One emerging application of FireWire technology is video networking. Unlike most computer networking protocols (which were specifically designed to handle data), FireWire was developed to route network traffic in asynchronous and isochronous ways. Asynchronous networks service low-bandwidth packets (like simple instructions) and isochronous networks handle high-bandwidth streams (like video). This makes FireWire a preferred protocol for Ethernet and Fibre Channel networks (which can handle only asynchronous data) and an extremely good networking technology for broadcast facilities and other video-intensive environments.

Currently, only Microsoft's Windows ME operating system can automatically configure computers connected by FireWire into an instant network. This OS even assigns special IP addresses to each FireWire node--something Apple hasn't added to its system software.

Thankfully, there is third-party FireWire networking software for both Windows 2000 and Macintosh users.
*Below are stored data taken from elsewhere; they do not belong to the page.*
//! Fluent construction of an [`ExportPipeline`].

use parchment_raster::{FontStore, Rasterizer, SkiaRasterizer};
use parchment_template::{DocTemplate, TemplateSet};
use std::path::Path;
use std::sync::Arc;
use std::time::Duration;

use crate::pipeline::config::ExportConfig;
use crate::pipeline::orchestrator::ExportPipeline;

/// Builds an export pipeline with the built-in templates, the system font
/// store and the tiny-skia rasterizer unless told otherwise.
pub struct ExportPipelineBuilder {
    config: ExportConfig,
    templates: TemplateSet,
    fonts: Option<Arc<FontStore>>,
    rasterizer: Option<Arc<dyn Rasterizer>>,
}

impl ExportPipelineBuilder {
    pub fn new() -> Self {
        Self {
            config: ExportConfig::default(),
            templates: TemplateSet::default(),
            fonts: None,
            rasterizer: None,
        }
    }

    pub fn with_output_dir(mut self, dir: impl AsRef<Path>) -> Self {
        self.config.output_dir = dir.as_ref().to_path_buf();
        self
    }

    /// Oversampling factor for capture; values outside 1..=4 are rejected
    /// at capture time.
    pub fn with_scale(mut self, scale: f32) -> Self {
        self.config.scale = scale;
        self
    }

    pub fn with_max_concurrent(mut self, max: usize) -> Self {
        self.config.max_concurrent = max.max(1);
        self
    }

    pub fn with_capture_timeout(mut self, timeout: Duration) -> Self {
        self.config.capture_timeout = timeout;
        self
    }

    /// Registers an additional template, replacing the built-in one for the
    /// same kind.
    pub fn with_template(mut self, template: Arc<dyn DocTemplate>) -> Self {
        self.templates.register(template);
        self
    }

    /// Backs capture with the given font files instead of the host's fonts.
    pub fn with_font_data(mut self, fonts: Vec<Vec<u8>>) -> Self {
        self.fonts = Some(Arc::new(FontStore::with_fonts(fonts)));
        self
    }

    /// Substitutes the capture backend. Primarily a test seam.
    pub fn with_rasterizer(mut self, rasterizer: Arc<dyn Rasterizer>) -> Self {
        self.rasterizer = Some(rasterizer);
        self
    }

    pub fn build(self) -> ExportPipeline {
        let fonts = self.fonts.unwrap_or_else(|| Arc::new(FontStore::system()));
        let rasterizer = self
            .rasterizer
            .unwrap_or_else(|| Arc::new(SkiaRasterizer::new(Arc::clone(&fonts))));
        ExportPipeline::new(self.templates, rasterizer, fonts, self.config)
    }
}

impl Default for ExportPipelineBuilder {
    fn default() -> Self {
        Self::new()
    }
}
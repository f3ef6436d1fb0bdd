//! Font discovery and readiness.
//!
//! Capture must never start before the fonts a template references are
//! available, so the store exposes an explicit [`FontStore::ensure_ready`]
//! signal: the first call loads the database, later calls are free. There
//! is deliberately no timed delay anywhere in this pipeline.

use fontdb::{Database, Family, Query, Stretch, Style, Weight};
use log::{debug, info, warn};
use parchment_template::FontFamily;
use std::collections::HashMap;
use std::sync::{Arc, Mutex, OnceLock};

/// A font file ready for outline extraction.
#[derive(Debug)]
pub struct LoadedFace {
    pub data: Vec<u8>,
    pub index: u32,
}

/// Lazily initialized font database with a per-family face cache.
pub struct FontStore {
    seed: Vec<Vec<u8>>,
    load_system: bool,
    db: OnceLock<Database>,
    cache: Mutex<HashMap<String, Option<Arc<LoadedFace>>>>,
}

impl FontStore {
    /// A store backed by the fonts installed on the host.
    pub fn system() -> Self {
        Self {
            seed: Vec::new(),
            load_system: true,
            db: OnceLock::new(),
            cache: Mutex::new(HashMap::new()),
        }
    }

    /// A store backed only by the given font files. Used by templates that
    /// ship their own faces and by tests that need hermetic font state.
    pub fn with_fonts(seed: Vec<Vec<u8>>) -> Self {
        Self {
            seed,
            load_system: false,
            db: OnceLock::new(),
            cache: Mutex::new(HashMap::new()),
        }
    }

    /// Loads the database if it has not been loaded yet and returns it.
    ///
    /// This is the readiness signal the orchestrator awaits before the
    /// first capture: once it returns, every later face query is a lookup.
    pub fn ensure_ready(&self) -> &Database {
        self.db.get_or_init(|| {
            let mut db = Database::new();
            for data in &self.seed {
                db.load_font_data(data.clone());
            }
            if self.load_system {
                db.load_system_fonts();
            }
            info!("font database ready with {} faces", db.len());
            if db.is_empty() {
                warn!("no fonts available; text will be captured as placeholder rules");
            }
            db
        })
    }

    /// Resolves a markup font family to a loaded face, if any matches.
    pub fn face_for(&self, family: &FontFamily) -> Option<Arc<LoadedFace>> {
        let key = cache_key(family);
        if let Some(hit) = self.cache.lock().expect("font cache poisoned").get(&key) {
            return hit.clone();
        }

        let db = self.ensure_ready();
        let families = match family {
            FontFamily::Named(name) => {
                vec![Family::Name(name.as_str()), Family::SansSerif, Family::Serif]
            }
            FontFamily::Serif => vec![Family::Serif, Family::SansSerif],
            FontFamily::SansSerif => vec![Family::SansSerif, Family::Serif],
        };
        let query = Query {
            families: &families,
            weight: Weight::NORMAL,
            stretch: Stretch::Normal,
            style: Style::Normal,
        };

        let loaded = db.query(&query).and_then(|id| {
            db.with_face_data(id, |data, index| {
                Arc::new(LoadedFace { data: data.to_vec(), index })
            })
        });
        if loaded.is_none() {
            debug!("no face matched family {:?}", family);
        }

        self.cache
            .lock()
            .expect("font cache poisoned")
            .insert(key, loaded.clone());
        loaded
    }
}

fn cache_key(family: &FontFamily) -> String {
    match family {
        FontFamily::Serif => "@serif".to_string(),
        FontFamily::SansSerif => "@sans".to_string(),
        FontFamily::Named(name) => name.to_ascii_lowercase(),
    }
}
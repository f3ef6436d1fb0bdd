//! The certificate template: one landscape A4 page presenting an award.

use chrono::NaiveDate;
use parchment_types::{Color, DocKind, Margins, Orientation, PageSpec, Rect};

use crate::markup::{BoxStyle, Element, FontFamily, PageMarkup, RuleStyle, TextAlign, TextStyle};
use crate::record::{ExportableRecord, FALLBACK_RECOGNITION};
use crate::{DocTemplate, TemplateError};

const INK: Color = Color { r: 30, g: 41, b: 59, a: 1.0 };
const ACCENT: Color = Color { r: 180, g: 140, b: 50, a: 1.0 };

#[derive(Debug, Default)]
pub struct CertificateTemplate;

impl DocTemplate for CertificateTemplate {
    fn kind(&self) -> DocKind {
        DocKind::Certificate
    }

    fn page(&self) -> PageSpec {
        PageSpec::a4(Orientation::Landscape).with_margins(Margins::uniform(18.0))
    }

    fn render(&self, record: &ExportableRecord) -> Result<PageMarkup, TemplateError> {
        let size = self.page().size;
        let mut page = PageMarkup::new(size, Color::WHITE);

        // Double border frame.
        let outer = Rect::from_size(size).inset(24.0);
        page.push(Element::boxed(outer, BoxStyle::outlined(ACCENT, 3.0)));
        page.push(Element::boxed(outer.inset(8.0), BoxStyle::outlined(INK, 1.0)));

        let school = record.text_or(&["school.name", "schoolName"], "");
        if !school.is_empty() {
            page.push(Element::text(
                Rect::new(0.0, 58.0, size.width, 18.0),
                school.to_uppercase(),
                TextStyle::new(FontFamily::SansSerif, 13.0)
                    .color(Color::gray(100))
                    .align(TextAlign::Center)
                    .letter_spacing(2.0),
            ));
        }

        page.push(Element::text(
            Rect::new(0.0, 92.0, size.width, 52.0),
            "CERTIFICATE",
            TextStyle::new(FontFamily::Serif, 46.0)
                .color(INK)
                .align(TextAlign::Center)
                .letter_spacing(6.0),
        ));

        let certificate_type = record.text_or(&["certificateType", "type"], "Achievement");
        page.push(Element::text(
            Rect::new(0.0, 152.0, size.width, 26.0),
            certificate_type.to_uppercase(),
            TextStyle::new(FontFamily::SansSerif, 20.0)
                .color(ACCENT)
                .align(TextAlign::Center)
                .letter_spacing(3.0),
        ));

        page.push(Element::text(
            Rect::new(0.0, 212.0, size.width, 18.0),
            "This certificate is proudly presented to",
            TextStyle::new(FontFamily::SansSerif, 14.0)
                .color(Color::gray(90))
                .align(TextAlign::Center),
        ));

        let (first, last) = record.subject_names();
        let full_name = format!("{} {}", first, last).trim().to_string();
        page.push(Element::text(
            Rect::new(0.0, 248.0, size.width, 44.0),
            full_name,
            TextStyle::new(FontFamily::Serif, 36.0).color(INK).align(TextAlign::Center),
        ));
        page.push(Element::rule(
            Rect::new(size.width / 2.0 - 160.0, 302.0, 320.0, 1.0),
            RuleStyle { color: ACCENT, thickness: 1.0 },
        ));

        let description = record.text_or(&["description"], FALLBACK_RECOGNITION);
        let mut y = 334.0;
        for line in wrap_line(description, 84) {
            page.push(Element::text(
                Rect::new(80.0, y, size.width - 160.0, 18.0),
                line,
                TextStyle::new(FontFamily::SansSerif, 13.0)
                    .color(Color::gray(70))
                    .align(TextAlign::Center),
            ));
            y += 19.0;
        }

        let issued = format!("Issued on {}", format_issue_date(record.text("issueDate")));
        page.push(Element::text(
            Rect::new(0.0, 430.0, size.width, 16.0),
            issued,
            TextStyle::new(FontFamily::SansSerif, 12.0)
                .color(Color::gray(90))
                .align(TextAlign::Center),
        ));

        let number = record.text_or(&["certificateNumber"], "N/A");
        page.push(Element::text(
            Rect::new(64.0, 512.0, 300.0, 14.0),
            format!("Certificate No: {}", number),
            TextStyle::new(FontFamily::SansSerif, 11.0).color(Color::gray(110)),
        ));

        let sig = Rect::new(size.width - 284.0, 500.0, 220.0, 1.0);
        page.push(Element::rule(sig, RuleStyle { color: INK, thickness: 1.0 }));
        page.push(Element::text(
            Rect::new(sig.x, 508.0, sig.width, 14.0),
            "Authorized Signature",
            TextStyle::new(FontFamily::SansSerif, 11.0)
                .color(Color::gray(110))
                .align(TextAlign::Center),
        ));

        Ok(page)
    }
}

/// Formats an ISO `YYYY-MM-DD` issue date as e.g. "January 10, 2025".
/// Unparseable values pass through untouched; a missing date becomes today.
fn format_issue_date(raw: Option<&str>) -> String {
    match raw {
        Some(s) => match NaiveDate::parse_from_str(s, "%Y-%m-%d") {
            Ok(date) => date.format("%B %-d, %Y").to_string(),
            Err(_) => s.to_string(),
        },
        None => chrono::Local::now().date_naive().format("%B %-d, %Y").to_string(),
    }
}

/// Greedy word wrap; a single overlong word becomes its own line.
fn wrap_line(text: &str, max_chars: usize) -> Vec<String> {
    let mut lines = Vec::new();
    let mut current = String::new();
    for word in text.split_whitespace() {
        if !current.is_empty() && current.len() + 1 + word.len() > max_chars {
            lines.push(std::mem::take(&mut current));
        }
        if !current.is_empty() {
            current.push(' ');
        }
        current.push_str(word);
    }
    if !current.is_empty() {
        lines.push(current);
    }
    lines
}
One company, Unibrain (www.unibrain.com/), manufactures Ethernet-emulation software called FireNet, which routes IP data over FireWire for networking in PC-to-PC, Mac-to-Mac, or PC-to-Mac configurations. FireNet even allows you to use other Ethernet protocols such as IPX, AppleTalk, and NetBeui. On Windows 2000 servers, FireNet appears in your Network Properties (upon installation) as a network adapter. Unibrain also makes a version for Macintosh computers, optimized for Mac OS 9 with AppleShare IP or Mac OS X.

FireNet can perform at up to four times the speed of Fast Ethernet by using pure TCP/IP, but without the proper server set-up, your computer can become a bottleneck. If you connect your workstations in a network without one of the above-mentioned operating systems, then you're totally reliant on the performance of each node's file-sharing structure, which can restrict the high-speed data transfers that are FireWire's hallmark. Running FireNet on a computer without server software will result in performance that isn't any faster than with Ethernet. Naturally, FireNet performs better on better computers: For example, a Macintosh G4 500 will serve files significantly faster than a G3 desktop model.

Figure 3 When used in conjunction with IP router software, FireNet can outperform even Fast Ethernet by employing a pure TCP/IP configuration.

Although FireNet is not nearly robust enough to handle the daily networking demands of a television studio, it's ideal for clusters of computers dedicated to desktop video projects. For small groups of DV moviemakers, FireNet is a smart way to squeeze extra performance out of their FireWire cables' existing bandwidth.